U.S. Department of Health & Human Services
Health Resources and Services Administration

HRSA Press Office: (301) 443-3376
 


Remarks to the 7th Annual Summer Meeting of the Coalition of Urban Serving Universities and the Association of Public and Land Grant Universities
by HRSA Administrator Mary K. Wakefield, PhD, RN

June 27, 2012
Washington, D.C.

I’m told that I’m the first HRSA administrator to speak to this meeting – which is, perhaps, a bit unfortunate, since your member universities and HRSA have, I think, much in common. We share similar views of the challenges we face and the steps we need to take to confront them.

I know that some of the universities represented here today have won HRSA grants in the past, and I know, too, that some of your representatives have consulted with some of HRSA’s leadership, including Jan Heinrich and other staff at our Bureau of Health Professions as you developed your Urban Universities for HEALTH (Health Equity through Alignment, Leadership and Transformation of the Health Workforce) project, for which you won a five-year, $4.2 million grant from NIH last year. Congratulations on that!

So we do have some working relationships, but I’m sure we can do more because we share some of the same aims: to improve access to health care services, to boost minority participation in the health care workforce, and to eliminate disparities in health outcomes among U.S. population groups.

HRSA’s organizational mission – the one we post on our website – is to improve health and achieve health equity through access to quality services, a skilled health workforce and innovative programs. Given the focus of some of your organizations, that should sound familiar. To meet that mission, we have four goals:

  • Improve access to quality health care and services;
  • Strengthen the health workforce;
  • Build healthy communities; and
  • Improve health equity.

A very high priority is to build a health workforce that is trained to provide high-quality, culturally and linguistically appropriate care, using an interprofessional, team approach. We want that workforce to be diverse and more representative of the U.S. population, and we want to reduce disparities in care quality across populations and communities.

We also want to deploy our resources – to the extent possible – in partnership with diverse communities to create, develop, and disseminate innovative community-based health equity solutions, with a particular focus on populations with the greatest health disparities.

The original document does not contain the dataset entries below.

//! One-shot expiry scheduling.

use std::sync::atomic::{AtomicBool, Ordering};
use std::sync::Arc;
use std::time::Duration;

/// Callback invoked when a scheduled delay elapses.
pub type ExpiryCallback = Box<dyn FnOnce() + Send + 'static>;

/// Schedules a single delayed callback that can be cancelled before it fires.
pub trait Scheduler: Send + Sync {
    /// Arms `callback` to run once after `delay`.
    ///
    /// The callback must be invoked from the scheduler's own context, never synchronously
    /// from inside this call; callers may hold locks across `schedule`.
    fn schedule(&self, delay: Duration, callback: ExpiryCallback) -> ScheduleHandle;
}

/// Cancellation handle for a scheduled callback.
///
/// Cancelling is an idempotent no-op once the callback has fired or the handle was already
/// cancelled. Cancellation is best-effort: a callback already in flight may still run, so the
/// callback itself must tolerate running after a cancel (the scan session re-checks its state
/// under its own lock for exactly this reason).
#[derive(Debug, Clone, Default)]
pub struct ScheduleHandle {
    cancelled: Arc<AtomicBool>,
}

impl ScheduleHandle {
    /// Creates a live (not yet cancelled) handle.
    pub fn new() -> Self {
        Self::default()
    }

    /// Requests that the pending callback not run.
    pub fn cancel(&self) {
        self.cancelled.store(true, Ordering::SeqCst);
    }

    /// Whether [`cancel`][Self::cancel] has been called.
    pub fn is_cancelled(&self) -> bool {
        self.cancelled.load(Ordering::SeqCst)
    }
}

/// [`Scheduler`] backed by a Tokio runtime.
///
/// Each scheduled callback runs on a spawned task after a [`tokio::time::sleep`]; a cancelled
/// handle makes the task exit without invoking the callback.
#[derive(Debug, Clone)]
pub struct TokioScheduler {
    runtime: tokio::runtime::Handle,
}

impl TokioScheduler {
    /// Creates a scheduler on the current Tokio runtime.
    ///
    /// # Panics
    ///
    /// Panics when called from outside a Tokio runtime context.
    pub fn new() -> Self {
        Self::with_handle(tokio::runtime::Handle::current())
    }

    /// Creates a scheduler on the given runtime handle.
    pub fn with_handle(runtime: tokio::runtime::Handle) -> Self {
        TokioScheduler { runtime }
    }
}

impl Scheduler for TokioScheduler {
    fn schedule(&self, delay: Duration, callback: ExpiryCallback) -> ScheduleHandle {
        let handle = ScheduleHandle::new();
        let armed = handle.clone();
        self.runtime.spawn(async move {
            tokio::time::sleep(delay).await;
            if !armed.is_cancelled() {
                callback();
            }
        });
        handle
    }
}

And we want to leverage our programs and policies to further integrate services and address the social determinants of health. A lot of our programs incorporate some of that now – wrap-around services, transportation, and child care while Ryan White patients are being seen. From that I think you can see we’re natural partners: we’re all headed in the same direction.

We’re interested in what goes on in the patient exam room, but frankly – as you know – that’s a small intervention. Because of these areas of focus, I’m very glad to be here to explain in greater detail the range of work we do. As I do, I hope you’ll be thinking of ways we can complement each other and pull together to leverage our resources to collectively focus on the task of eliminating health disparities and improving the health of the diverse populations we serve.

Let me briefly give you a snapshot of what HRSA does. We have an $8.2 billion portfolio of 80 different grant programs. Among the programs and activities we support are these:

  • Our Maternal and Child Health block grants to states help 6 out of every 10 women who give birth and their infants.
  • Our Office of Rural Health Policy is actually the full Department of Health and Human Services’ main repository of expertise on rural health issues. The office works to bolster rural hospitals and coordinate health care among rural coalitions.
  • HRSA also funds Poison Control Centers, the National Vaccine Injury Compensation Program, and federal organ procurement and donation systems.

These programs are just part of what we do. Where the interests and aspirations of HRSA and urban universities intersect most strongly are in our health center, Ryan White HIV/AIDS, and health professions programs.

Let me take them one by one, beginning with health centers.

Our health centers deliver primary and preventive care to more than 20 million patients at more than 8,500 service delivery sites around the country. Patients are charged on a sliding scale according to income. About half of all health center sites are in urban areas.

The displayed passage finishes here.